Run the following command to create the rule:
sudo iptables -A INPUT -p icmp -j DROP
This command will not produce any output if successful. You have now instructed the kernel firewall to drop all incoming ICMP packets from any source.
Verify the Firewall Rule and Test the Block
In this final step, you will confirm that your new firewall rule has been successfully added and then test its effect by attempting to ping your system again. This process of verification is critical in network administration to ensure that security policies are implemented correctly.
First, let's view the list of rules again to see your new addition. By running the same command as before, you can see the current state of the firewall.
sudo iptables -L
You should now see your new rule listed under the INPUT chain. The output clearly shows that packets matching the icmp protocol will be sent to the DROP target.
Chain INPUT (policy ACCEPT)
target prot opt source destination
DROP icmp -- anywhere anywhere
Chain FORWARD (policy ACCEPT)
target prot opt source destination
Chain OUTPUT (policy ACCEPT)
target prot opt source destination
Now that you've confirmed the rule is in place, let's test it. Run the same ping command you used in Step 2.
ping -c 4 127.0.0.1
This time, you will see no replies. The command will seem to hang for a few seconds and then exit. The output will show 100% packet loss. This is the expected behavior because the kernel's firewall is now silently dropping the incoming ICMP packets, just as you instructed.
PING 127.0.0.1 (127.0.0.1) 56(84) bytes of data.
--- 127.0.0.1 ping statistics ---
4 packets transmitted, 0 received, 100% packet loss, time 3055ms
You have successfully blocked ICMP traffic! The rules you create with iptables are not persistent and will be cleared upon a system reboot. However, it's good practice to know how to remove a rule manually. You can do this using the -D (delete) flag, specifying the exact same rule you added.
Let's remove the rule to restore connectivity.
sudo iptables -D INPUT -p icmp -j DROP
To confirm the rule is gone and connectivity is restored, run ping one last time.
ping -c 2 127.0.0.1
The ping should now succeed, confirming that you have successfully removed the firewall rule.
PING 127.0.0.1 (127.0.0.1) 56(84) bytes of data.

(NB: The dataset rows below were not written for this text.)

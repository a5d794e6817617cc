//! Truce ballots between two houses at war. Both houses must separately
//! reach half of their members voting YES for the war to end.

use super::{require_player, settle};
use crate::config::EngineConfig;
use crate::error::{ActionError, Rejection, StoreError};
use crate::id::{HouseId, PlayerId};
use crate::model::{
    BallotClose, HousePair, HouseTally, Intent, Mutation, Outcome, Timestamp, TruceBallotReport,
    TruceChoice, TruceVerdict, TruceVote, Vote, VoteType,
};
use crate::store::EntityStore;

pub fn cast_truce_vote(
    store: &dyn EntityStore,
    config: &EngineConfig,
    actor: &PlayerId,
    target: &str,
    choice: &str,
    now: Timestamp,
) -> Result<Intent, StoreError> {
    settle(try_cast_truce_vote(store, config, actor, target, choice, now))
}

fn try_cast_truce_vote(
    store: &dyn EntityStore,
    config: &EngineConfig,
    actor: &PlayerId,
    target: &str,
    choice: &str,
    now: Timestamp,
) -> Result<Intent, ActionError> {
    let player = require_player(store, actor)?;
    let house = player.house.ok_or(Rejection::NotInHouse)?;
    let target = config
        .registry()
        .resolve(target)
        .cloned()
        .ok_or_else(|| Rejection::UnknownHouse(target.trim().to_string()))?;
    if target == house {
        return Err(Rejection::OwnHouseVote.into());
    }

    let pair = HousePair::of(&house, &target);
    let existing = store
        .votes_by_voter_and_type(actor, VoteType::Truce)?
        .into_iter()
        .find_map(|vote| match vote {
            Vote::Truce(vote) if vote.pair() == pair => Some(vote),
            _ => None,
        });
    if let Some(vote) = existing {
        return Err(Rejection::AlreadyVotedTruce {
            choice: vote.choice,
            house: target,
        }
        .into());
    }
    if !store.war_exists(&house, &target)? {
        return Err(Rejection::NotAtWar(target).into());
    }
    let parsed: TruceChoice = choice.parse()?;

    tracing::debug!(voter = %actor, %pair, choice = %parsed, "truce vote cast");
    Ok(Intent::reply(format!(
        "your choice of {} was recorded",
        parsed.as_str()
    ))
    .with(Mutation::InsertTruceVote {
        vote: TruceVote {
            voter: actor.clone(),
            house,
            target,
            choice: parsed,
            cast_at: now,
        },
    }))
}

/// Whether the truce ballot of `pair` should close now, and why.
///
/// Quorum means every current member of both houses has voted on this pair.
pub fn truce_ballot_due(
    store: &dyn EntityStore,
    config: &EngineConfig,
    pair: &HousePair,
    now: Timestamp,
) -> Result<Option<BallotClose>, StoreError> {
    let votes = store.truce_votes_for_pair(pair)?;
    let Some(opened) = votes.iter().map(|v| v.cast_at).min() else {
        return Ok(None);
    };
    let mut members = store.house_members(pair.first())?;
    members.extend(store.house_members(pair.second())?);
    let all_voted = members
        .iter()
        .all(|m| votes.iter().any(|v| v.voter == m.id));
    if all_voted {
        Ok(Some(BallotClose::Quorum))
    } else if now >= opened.plus_hours(config.ballot_duration_hours) {
        Ok(Some(BallotClose::Timeout))
    } else {
        Ok(None)
    }
}

/// Tally and close the truce ballot of `pair` if it is due. The pair's votes
/// are cleared whatever the verdict.
pub fn resolve_truce_ballot(
    store: &dyn EntityStore,
    config: &EngineConfig,
    pair: &HousePair,
    now: Timestamp,
) -> Result<Intent, StoreError> {
    settle(try_resolve_truce_ballot(store, config, pair, now))
}

fn try_resolve_truce_ballot(
    store: &dyn EntityStore,
    config: &EngineConfig,
    pair: &HousePair,
    now: Timestamp,
) -> Result<Intent, ActionError> {
    let votes = store.truce_votes_for_pair(pair)?;
    if votes.is_empty() {
        return Err(Rejection::NoOpenBallot(pair.to_string()).into());
    }
    let closed_by = truce_ballot_due(store, config, pair, now)?
        .ok_or_else(|| Rejection::BallotStillOpen(pair.to_string()))?;

    let houses = vec![
        house_tally(store, pair.first(), &votes)?,
        house_tally(store, pair.second(), &votes)?,
    ];

    let mut intent =
        Intent::reply(String::new()).with(Mutation::RemoveTruceVotes { pair: pair.clone() });
    let verdict = if !store.war_exists(pair.first(), pair.second())? {
        TruceVerdict::NoWar
    } else if houses.iter().all(HouseTally::agrees) {
        intent.push(Mutation::RemoveWar { pair: pair.clone() });
        TruceVerdict::Agreed
    } else {
        TruceVerdict::WarContinues
    };

    let report = TruceBallotReport {
        pair: pair.clone(),
        closed_by,
        houses,
        verdict,
    };
    tracing::info!(%pair, ?closed_by, ?verdict, "truce ballot closed");
    intent.reply = report.to_string();
    Ok(intent.with_outcome(Outcome::Truce(report)))
}

/// Votes of the house's current members only; members who did not vote
/// still count towards `eligible`.
fn house_tally(
    store: &dyn EntityStore,
    house: &HouseId,
    votes: &[TruceVote],
) -> Result<HouseTally, StoreError> {
    let members = store.house_members(house)?;
    let count = |choice: TruceChoice| {
        votes
            .iter()
            .filter(|v| v.choice == choice && members.iter().any(|m| m.id == v.voter))
            .count()
    };
    Ok(HouseTally {
        house: house.clone(),
        yes: count(TruceChoice::Yes),
        no: count(TruceChoice::No),
        eligible: members.len(),
    })
}
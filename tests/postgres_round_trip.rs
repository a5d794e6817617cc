mod common;

use common::{build_test_realm, hours};
use siegecraft::db::{commit_intent, fetch_store, load_store, migrate};
use siegecraft::engine::ledger;
use siegecraft::error::CommitError;
use siegecraft::id::{PlayerId, TileId};
use siegecraft::model::{Side, TruceChoice};
use siegecraft::store::{CommitIntent, EntityStore, MemoryStore};
use sqlx::PgPool;
use sqlx::postgres::PgPoolOptions;
use testcontainers::ContainerAsync;
use testcontainers::runners::AsyncRunner;
use testcontainers_modules::postgres::Postgres;

async fn setup() -> (PgPool, ContainerAsync<Postgres>) {
    let container = Postgres::default().start().await.unwrap();
    let host = container.get_host().await.unwrap();
    let port = container.get_host_port_ipv4(5432).await.unwrap();
    let pool = PgPoolOptions::new()
        .connect(&format!(
            "postgres://postgres:postgres@{}:{}/postgres",
            host, port
        ))
        .await
        .unwrap();
    migrate(&pool).await.unwrap();
    (pool, container)
}

fn build_test_store() -> MemoryStore {
    build_test_realm()
        .siege("a10", "wolf", hours(1))
        .pledge("a10", "w1", 300, Side::Attack, hours(1))
        .pledge("a10", "b1", 200, Side::Defend, hours(2))
        .war_vote("l1", "peace", hours(2))
        .truce_vote("w2", "bear", TruceChoice::Yes, hours(3))
        .store()
}

#[tokio::test]
#[ignore]
async fn load_populates_all_tables() {
    let (pool, _container) = setup().await;
    load_store(&pool, &build_test_store()).await.unwrap();

    for (table, expected) in [
        ("tiles", 3i64),
        ("players", 5),
        ("sieges", 1),
        ("pledges", 2),
        ("wars", 1),
        ("war_votes", 1),
        ("truce_votes", 1),
    ] {
        let count: i64 = sqlx::query_scalar(&format!("SELECT COUNT(*) FROM {table}"))
            .fetch_one(&pool)
            .await
            .unwrap();
        assert_eq!(count, expected, "row count of {table}");
    }
}

#[tokio::test]
#[ignore]
async fn fetched_store_matches_loaded_store() {
    let (pool, _container) = setup().await;
    let store = build_test_store();
    load_store(&pool, &store).await.unwrap();

    let fetched = fetch_store(&pool).await.unwrap();

    assert_eq!(fetched.tiles().collect::<Vec<_>>(), store.tiles().collect::<Vec<_>>());
    assert_eq!(fetched.players().collect::<Vec<_>>(), store.players().collect::<Vec<_>>());
    assert_eq!(fetched.sieges().collect::<Vec<_>>(), store.sieges().collect::<Vec<_>>());
    assert_eq!(fetched.pledges().collect::<Vec<_>>(), store.pledges().collect::<Vec<_>>());
    assert_eq!(fetched.wars().collect::<Vec<_>>(), store.wars().collect::<Vec<_>>());
    assert_eq!(
        fetched.war_votes().collect::<Vec<_>>(),
        store.war_votes().collect::<Vec<_>>()
    );
    assert_eq!(
        fetched.truce_votes().collect::<Vec<_>>(),
        store.truce_votes().collect::<Vec<_>>()
    );
}

#[tokio::test]
#[ignore]
async fn committed_intents_keep_ids_in_step_with_memory() {
    let (pool, _container) = setup().await;
    let mut memory = build_test_realm().store();
    load_store(&pool, &memory).await.unwrap();

    let config = build_test_realm().config().clone();
    let siege = ledger::start_siege(&memory, &config, &PlayerId::new("w1"), "a10", hours(0))
        .unwrap();
    memory.commit(&siege).unwrap();
    commit_intent(&pool, &siege).await.unwrap();

    let pledge = ledger::pledge(&memory, &PlayerId::new("w1"), "a10", "250", "attack", hours(0))
        .unwrap();
    memory.commit(&pledge).unwrap();
    commit_intent(&pool, &pledge).await.unwrap();

    let fetched = fetch_store(&pool).await.unwrap();
    assert_eq!(fetched.sieges().collect::<Vec<_>>(), memory.sieges().collect::<Vec<_>>());
    assert_eq!(fetched.pledges().collect::<Vec<_>>(), memory.pledges().collect::<Vec<_>>());
    let w1 = fetched.player(&PlayerId::new("w1")).unwrap().unwrap();
    assert_eq!(w1.troops, 750);
    assert!(fetched.active_siege(&TileId::new("a10")).unwrap().is_some());
}

#[tokio::test]
#[ignore]
async fn stale_intent_rolls_back() {
    let (pool, _container) = setup().await;
    let mut memory = build_test_realm().store();
    load_store(&pool, &memory).await.unwrap();

    let config = build_test_realm().config().clone();
    let siege = ledger::start_siege(&memory, &config, &PlayerId::new("w1"), "a10", hours(0))
        .unwrap();
    memory.commit(&siege).unwrap();
    commit_intent(&pool, &siege).await.unwrap();

    // Same intent again: the tile already has an active siege.
    let err = commit_intent(&pool, &siege).await.unwrap_err();
    assert!(matches!(err, CommitError::Stale(_)), "got {err:?}");

    // A pledge larger than the player's troops spends nothing.
    let pledge = ledger::pledge(&memory, &PlayerId::new("b2"), "a10", "150", "defend", hours(0))
        .unwrap();
    let mut overdrawn = pledge.clone();
    overdrawn.mutations.push(overdrawn.mutations[0].clone());
    let err = commit_intent(&pool, &overdrawn).await.unwrap_err();
    assert!(matches!(err, CommitError::Stale(_)), "got {err:?}");

    let fetched = fetch_store(&pool).await.unwrap();
    let b2 = fetched.player(&PlayerId::new("b2")).unwrap().unwrap();
    assert_eq!(b2.troops, 200);
    assert_eq!(fetched.pledges().count(), 0);
}
//! House war ballots: one vote per member, plurality wins, ties keep the
//! peace.

use std::collections::BTreeMap;

use super::{require_player, settle};
use crate::config::{AtWarVotePolicy, EngineConfig};
use crate::error::{ActionError, Rejection, StoreError};
use crate::id::{HouseId, PlayerId};
use crate::model::{
    BallotClose, ChoiceCount, HousePair, Intent, Mutation, Outcome, Timestamp, Vote, VoteType,
    WarBallotReport, WarChoice, WarVerdict, WarVote,
};
use crate::store::EntityStore;

pub fn cast_war_vote(
    store: &dyn EntityStore,
    config: &EngineConfig,
    actor: &PlayerId,
    choice: &str,
    now: Timestamp,
) -> Result<Intent, StoreError> {
    settle(try_cast_war_vote(store, config, actor, choice, now))
}

fn try_cast_war_vote(
    store: &dyn EntityStore,
    config: &EngineConfig,
    actor: &PlayerId,
    choice: &str,
    now: Timestamp,
) -> Result<Intent, ActionError> {
    let player = require_player(store, actor)?;
    let existing = store.votes_by_voter_and_type(actor, VoteType::War)?;
    if let Some(Vote::War(vote)) = existing.into_iter().next() {
        return Err(Rejection::AlreadyVotedWar(vote.choice).into());
    }
    let house = player.house.ok_or(Rejection::NotInHouse)?;

    let choice = parse_choice(config, choice)?;
    if let WarChoice::House(target) = &choice {
        if *target == house {
            return Err(Rejection::OwnHouseVote.into());
        }
        if config.at_war_vote_policy == AtWarVotePolicy::Reject
            && store.war_exists(&house, target)?
        {
            return Err(Rejection::AlreadyAtWar(target.clone()).into());
        }
    }

    tracing::debug!(voter = %actor, house = %house, choice = %choice, "war vote cast");
    Ok(
        Intent::reply(format!("your choice of {choice} was recorded")).with(
            Mutation::InsertWarVote {
                vote: WarVote {
                    voter: actor.clone(),
                    house,
                    choice,
                    cast_at: now,
                },
            },
        ),
    )
}

fn parse_choice(config: &EngineConfig, raw: &str) -> Result<WarChoice, Rejection> {
    let raw = raw.trim();
    if raw.eq_ignore_ascii_case(WarChoice::Peace.key()) {
        return Ok(WarChoice::Peace);
    }
    config
        .registry()
        .resolve(raw)
        .map(|house| WarChoice::House(house.clone()))
        .ok_or(Rejection::UnknownWarChoice)
}

/// Whether the war ballot of `house` should close now, and why.
///
/// A house with no outstanding votes has no ballot. Otherwise the ballot
/// closes once every current member voted, or once the voting window has
/// passed since the earliest vote.
pub fn war_ballot_due(
    store: &dyn EntityStore,
    config: &EngineConfig,
    house: &HouseId,
    now: Timestamp,
) -> Result<Option<BallotClose>, StoreError> {
    let votes = store.war_votes_for_house(house)?;
    let Some(opened) = votes.iter().map(|v| v.cast_at).min() else {
        return Ok(None);
    };
    let members = store.house_members(house)?;
    let all_voted = members
        .iter()
        .all(|m| votes.iter().any(|v| v.voter == m.id));
    if all_voted {
        Ok(Some(BallotClose::Quorum))
    } else if now >= opened.plus_hours(config.ballot_duration_hours) {
        Ok(Some(BallotClose::Timeout))
    } else {
        Ok(None)
    }
}

/// Tally and close the war ballot of `house` if it is due.
pub fn resolve_war_ballot(
    store: &dyn EntityStore,
    config: &EngineConfig,
    house: &HouseId,
    now: Timestamp,
) -> Result<Intent, StoreError> {
    settle(try_resolve_war_ballot(store, config, house, now))
}

fn try_resolve_war_ballot(
    store: &dyn EntityStore,
    config: &EngineConfig,
    house: &HouseId,
    now: Timestamp,
) -> Result<Intent, ActionError> {
    let votes = store.war_votes_for_house(house)?;
    if votes.is_empty() {
        return Err(Rejection::NoOpenBallot(house.to_string()).into());
    }
    let closed_by = war_ballot_due(store, config, house, now)?
        .ok_or_else(|| Rejection::BallotStillOpen(house.to_string()))?;
    let eligible = store.house_members(house)?.len();

    let tally = tally(&votes);
    let verdict = match plurality(&tally) {
        Some(WarChoice::House(target)) if store.war_exists(house, &target)? => {
            WarVerdict::AlreadyAtWar(target)
        }
        Some(WarChoice::House(target)) => WarVerdict::WarDeclared(target),
        Some(WarChoice::Peace) | None => WarVerdict::Peace,
    };

    let mut intent = Intent::reply(String::new()).with(Mutation::RemoveWarVotes {
        house: house.clone(),
        voters: votes.iter().map(|v| v.voter.clone()).collect(),
    });

    if let WarVerdict::WarDeclared(target) = &verdict {
        intent.push(Mutation::InsertWar {
            pair: HousePair::of(house, target),
        });
        // Votes of the target's members against this house are moot now.
        let against_us = WarChoice::House(house.clone());
        let moot: Vec<PlayerId> = store
            .war_votes_for_house(target)?
            .into_iter()
            .filter(|v| v.choice == against_us)
            .map(|v| v.voter)
            .collect();
        if !moot.is_empty() {
            intent.push(Mutation::RemoveWarVotes {
                house: target.clone(),
                voters: moot,
            });
        }
    }

    let report = WarBallotReport {
        house: house.clone(),
        closed_by,
        eligible,
        tally,
        verdict,
    };
    tracing::info!(house = %house, ?closed_by, verdict = ?report.verdict, "war ballot closed");
    intent.reply = report.to_string();
    Ok(intent.with_outcome(Outcome::War(report)))
}

/// Counts per choice, most votes first.
fn tally(votes: &[WarVote]) -> Vec<ChoiceCount> {
    let mut counts: BTreeMap<&WarChoice, usize> = BTreeMap::new();
    for vote in votes {
        *counts.entry(&vote.choice).or_insert(0) += 1;
    }
    let mut tally: Vec<ChoiceCount> = counts
        .into_iter()
        .map(|(choice, votes)| ChoiceCount {
            choice: choice.clone(),
            votes,
        })
        .collect();
    tally.sort_by(|a, b| b.votes.cmp(&a.votes));
    tally
}

/// The single leading choice, or `None` when the lead is shared.
fn plurality(tally: &[ChoiceCount]) -> Option<WarChoice> {
    match tally {
        [first, second, ..] if first.votes == second.votes => None,
        [first, ..] => Some(first.choice.clone()),
        [] => None,
    }
}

64 bytes from 127.0.0.1: icmp_seq=1 ttl=64 time=0.048 ms
64 bytes from 127.0.0.1: icmp_seq=2 ttl=64 time=0.058 ms
--- 127.0.0.1 ping statistics ---
2 packets transmitted, 2 received, 0% packet loss, time 1024ms
rtt min/avg/max/mdev = 0.048/0.053/0.058/0.005 ms
Summary
In this lab, you learned how to perform initial network reconnaissance on a Linux system. You started by installing the nmap tool to scan for open TCP and UDP ports after identifying the machine's IP address. Following this, you established a baseline for network connectivity by using the ping command, which confirmed that the system was successfully receiving and responding to ICMP traffic.
The core of the lab involved using the iptables firewall utility to manipulate network traffic. You constructed and applied a specific rule to the INPUT chain to DROP all incoming ICMP packets, effectively blocking tools like ping. To complete the process, you verified that the new rule was active by listing the current iptables ruleset and then tested the block by attempting to ping the machine again, confirming that the requests now timed out as expected.